▶ **Assignment**: Search the data for the word "watch" and copy out every line that has it.
----------------------------------------
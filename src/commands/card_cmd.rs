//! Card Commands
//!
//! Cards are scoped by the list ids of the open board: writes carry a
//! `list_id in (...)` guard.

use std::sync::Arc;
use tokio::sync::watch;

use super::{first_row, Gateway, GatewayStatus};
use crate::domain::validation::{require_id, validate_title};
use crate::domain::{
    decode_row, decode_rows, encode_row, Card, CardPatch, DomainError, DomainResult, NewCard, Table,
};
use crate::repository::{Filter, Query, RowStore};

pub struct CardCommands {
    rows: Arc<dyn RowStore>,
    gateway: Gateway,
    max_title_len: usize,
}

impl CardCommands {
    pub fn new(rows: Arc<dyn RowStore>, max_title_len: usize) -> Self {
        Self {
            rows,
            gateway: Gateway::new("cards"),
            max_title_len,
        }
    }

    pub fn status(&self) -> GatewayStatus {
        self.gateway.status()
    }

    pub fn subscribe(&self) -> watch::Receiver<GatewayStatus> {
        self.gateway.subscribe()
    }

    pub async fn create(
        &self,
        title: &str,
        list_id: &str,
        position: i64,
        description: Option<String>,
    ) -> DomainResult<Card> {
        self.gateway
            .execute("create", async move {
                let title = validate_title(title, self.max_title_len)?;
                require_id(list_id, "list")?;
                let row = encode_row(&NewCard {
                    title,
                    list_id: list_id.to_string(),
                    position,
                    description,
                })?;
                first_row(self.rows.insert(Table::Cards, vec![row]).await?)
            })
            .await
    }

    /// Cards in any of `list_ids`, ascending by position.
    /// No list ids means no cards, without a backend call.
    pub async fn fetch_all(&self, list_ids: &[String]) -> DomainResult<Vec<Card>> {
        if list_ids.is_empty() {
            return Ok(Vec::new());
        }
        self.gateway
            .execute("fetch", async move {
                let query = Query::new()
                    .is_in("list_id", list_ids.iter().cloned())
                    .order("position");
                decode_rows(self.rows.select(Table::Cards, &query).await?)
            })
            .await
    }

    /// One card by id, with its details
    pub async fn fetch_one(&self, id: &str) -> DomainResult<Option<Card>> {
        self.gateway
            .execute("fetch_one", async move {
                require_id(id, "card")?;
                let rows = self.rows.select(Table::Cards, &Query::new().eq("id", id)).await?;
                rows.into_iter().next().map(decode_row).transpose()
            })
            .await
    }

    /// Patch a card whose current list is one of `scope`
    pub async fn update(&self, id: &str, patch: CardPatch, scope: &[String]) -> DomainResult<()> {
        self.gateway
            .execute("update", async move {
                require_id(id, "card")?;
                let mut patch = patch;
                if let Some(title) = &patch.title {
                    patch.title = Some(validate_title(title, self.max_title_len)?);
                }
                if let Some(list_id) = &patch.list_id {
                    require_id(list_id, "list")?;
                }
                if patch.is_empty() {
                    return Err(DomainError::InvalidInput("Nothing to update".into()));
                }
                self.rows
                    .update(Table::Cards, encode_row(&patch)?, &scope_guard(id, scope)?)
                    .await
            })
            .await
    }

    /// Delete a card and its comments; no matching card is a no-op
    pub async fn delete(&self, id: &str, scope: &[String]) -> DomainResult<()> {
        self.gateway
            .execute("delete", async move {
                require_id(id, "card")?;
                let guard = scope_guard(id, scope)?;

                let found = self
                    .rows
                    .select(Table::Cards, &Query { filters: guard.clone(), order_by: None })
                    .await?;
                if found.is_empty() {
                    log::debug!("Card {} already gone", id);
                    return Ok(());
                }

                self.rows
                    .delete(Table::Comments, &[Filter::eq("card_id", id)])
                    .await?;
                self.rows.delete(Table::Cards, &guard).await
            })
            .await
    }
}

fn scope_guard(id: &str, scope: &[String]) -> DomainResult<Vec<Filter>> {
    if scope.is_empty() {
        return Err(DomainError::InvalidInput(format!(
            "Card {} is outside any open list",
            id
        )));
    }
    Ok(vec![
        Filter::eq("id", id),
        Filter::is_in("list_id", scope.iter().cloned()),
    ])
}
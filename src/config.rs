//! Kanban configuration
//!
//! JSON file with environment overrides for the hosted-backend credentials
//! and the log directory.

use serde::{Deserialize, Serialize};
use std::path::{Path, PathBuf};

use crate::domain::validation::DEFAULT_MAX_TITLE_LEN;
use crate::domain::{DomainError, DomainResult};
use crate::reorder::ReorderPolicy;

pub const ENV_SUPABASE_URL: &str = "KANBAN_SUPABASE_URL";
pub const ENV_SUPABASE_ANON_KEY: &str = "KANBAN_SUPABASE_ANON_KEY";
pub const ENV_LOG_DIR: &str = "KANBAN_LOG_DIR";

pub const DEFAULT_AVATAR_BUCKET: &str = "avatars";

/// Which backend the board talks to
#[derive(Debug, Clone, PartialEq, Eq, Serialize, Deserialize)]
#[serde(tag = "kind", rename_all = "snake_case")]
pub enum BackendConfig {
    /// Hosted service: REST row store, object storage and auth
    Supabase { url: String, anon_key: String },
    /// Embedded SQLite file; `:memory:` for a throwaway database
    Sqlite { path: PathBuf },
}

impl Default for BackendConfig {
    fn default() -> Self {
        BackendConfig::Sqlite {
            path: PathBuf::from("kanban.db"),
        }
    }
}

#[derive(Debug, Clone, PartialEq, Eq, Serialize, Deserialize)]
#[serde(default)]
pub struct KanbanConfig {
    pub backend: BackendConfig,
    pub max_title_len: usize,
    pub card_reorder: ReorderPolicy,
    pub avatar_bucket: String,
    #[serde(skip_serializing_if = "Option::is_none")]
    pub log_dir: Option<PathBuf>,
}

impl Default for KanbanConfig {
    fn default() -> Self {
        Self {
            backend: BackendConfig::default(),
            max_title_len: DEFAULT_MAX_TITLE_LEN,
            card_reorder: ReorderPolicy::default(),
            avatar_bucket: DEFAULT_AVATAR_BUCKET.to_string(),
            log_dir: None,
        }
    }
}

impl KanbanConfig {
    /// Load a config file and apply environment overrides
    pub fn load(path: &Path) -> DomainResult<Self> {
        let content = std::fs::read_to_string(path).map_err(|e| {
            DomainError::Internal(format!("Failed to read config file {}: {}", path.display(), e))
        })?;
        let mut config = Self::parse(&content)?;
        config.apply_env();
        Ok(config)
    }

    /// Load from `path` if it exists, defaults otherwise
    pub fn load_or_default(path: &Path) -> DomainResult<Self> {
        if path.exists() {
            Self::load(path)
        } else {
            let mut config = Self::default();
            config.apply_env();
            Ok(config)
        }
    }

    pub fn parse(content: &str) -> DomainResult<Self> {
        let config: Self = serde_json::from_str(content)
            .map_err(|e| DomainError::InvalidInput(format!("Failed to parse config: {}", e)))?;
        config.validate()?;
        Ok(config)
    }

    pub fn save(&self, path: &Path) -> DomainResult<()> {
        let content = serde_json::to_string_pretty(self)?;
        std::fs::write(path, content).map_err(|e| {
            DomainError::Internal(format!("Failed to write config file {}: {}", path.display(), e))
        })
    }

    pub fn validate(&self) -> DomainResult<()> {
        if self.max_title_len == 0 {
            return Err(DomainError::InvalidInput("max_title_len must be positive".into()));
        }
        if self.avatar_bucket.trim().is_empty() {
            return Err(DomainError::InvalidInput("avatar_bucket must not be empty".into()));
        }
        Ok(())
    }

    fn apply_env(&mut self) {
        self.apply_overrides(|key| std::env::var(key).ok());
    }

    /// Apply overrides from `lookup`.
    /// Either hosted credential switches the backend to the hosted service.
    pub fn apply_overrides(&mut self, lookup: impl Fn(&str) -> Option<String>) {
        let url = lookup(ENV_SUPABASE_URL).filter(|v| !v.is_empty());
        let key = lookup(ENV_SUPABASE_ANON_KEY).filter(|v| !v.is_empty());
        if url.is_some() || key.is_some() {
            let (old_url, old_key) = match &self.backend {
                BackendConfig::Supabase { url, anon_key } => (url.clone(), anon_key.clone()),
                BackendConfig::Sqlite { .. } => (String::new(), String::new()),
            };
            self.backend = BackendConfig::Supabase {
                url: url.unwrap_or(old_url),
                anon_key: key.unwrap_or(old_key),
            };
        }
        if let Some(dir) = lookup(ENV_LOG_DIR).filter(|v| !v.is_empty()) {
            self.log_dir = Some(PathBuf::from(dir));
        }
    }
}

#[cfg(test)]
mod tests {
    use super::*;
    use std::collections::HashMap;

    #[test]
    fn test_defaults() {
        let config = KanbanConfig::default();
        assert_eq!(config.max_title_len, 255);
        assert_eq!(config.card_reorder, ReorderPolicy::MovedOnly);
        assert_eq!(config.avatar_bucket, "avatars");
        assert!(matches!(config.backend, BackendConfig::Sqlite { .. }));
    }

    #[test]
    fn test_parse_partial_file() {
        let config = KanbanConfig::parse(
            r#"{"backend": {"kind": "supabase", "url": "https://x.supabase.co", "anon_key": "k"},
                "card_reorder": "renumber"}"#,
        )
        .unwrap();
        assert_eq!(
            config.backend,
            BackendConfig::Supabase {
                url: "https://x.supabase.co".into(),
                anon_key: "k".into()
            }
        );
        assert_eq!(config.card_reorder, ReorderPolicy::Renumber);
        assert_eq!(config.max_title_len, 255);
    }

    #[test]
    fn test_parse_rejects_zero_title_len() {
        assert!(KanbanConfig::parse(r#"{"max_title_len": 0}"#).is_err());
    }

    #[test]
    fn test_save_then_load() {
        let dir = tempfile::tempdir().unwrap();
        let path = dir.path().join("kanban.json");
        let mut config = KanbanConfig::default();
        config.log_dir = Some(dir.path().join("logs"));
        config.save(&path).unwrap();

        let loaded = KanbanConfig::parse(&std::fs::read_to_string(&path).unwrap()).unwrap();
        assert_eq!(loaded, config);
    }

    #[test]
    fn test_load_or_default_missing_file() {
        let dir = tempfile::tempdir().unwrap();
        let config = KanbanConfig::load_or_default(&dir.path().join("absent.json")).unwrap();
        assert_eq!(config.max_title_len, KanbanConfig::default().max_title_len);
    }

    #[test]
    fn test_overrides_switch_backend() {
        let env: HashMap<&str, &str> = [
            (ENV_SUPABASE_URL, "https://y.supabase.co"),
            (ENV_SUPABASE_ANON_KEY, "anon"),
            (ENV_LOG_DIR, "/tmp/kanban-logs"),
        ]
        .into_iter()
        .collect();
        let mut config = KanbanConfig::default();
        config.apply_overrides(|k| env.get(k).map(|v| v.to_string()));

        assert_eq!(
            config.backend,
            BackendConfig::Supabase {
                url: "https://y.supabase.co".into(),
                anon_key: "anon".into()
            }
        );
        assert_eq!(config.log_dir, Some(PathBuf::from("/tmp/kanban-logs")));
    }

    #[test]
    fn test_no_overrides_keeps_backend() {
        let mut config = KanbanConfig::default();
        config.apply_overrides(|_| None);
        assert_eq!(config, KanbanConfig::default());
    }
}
----------------------------------------
▶ **Output of the task**:
use tokio::sync::watch;
    pub fn subscribe(&self) -> watch::Receiver<GatewayStatus> {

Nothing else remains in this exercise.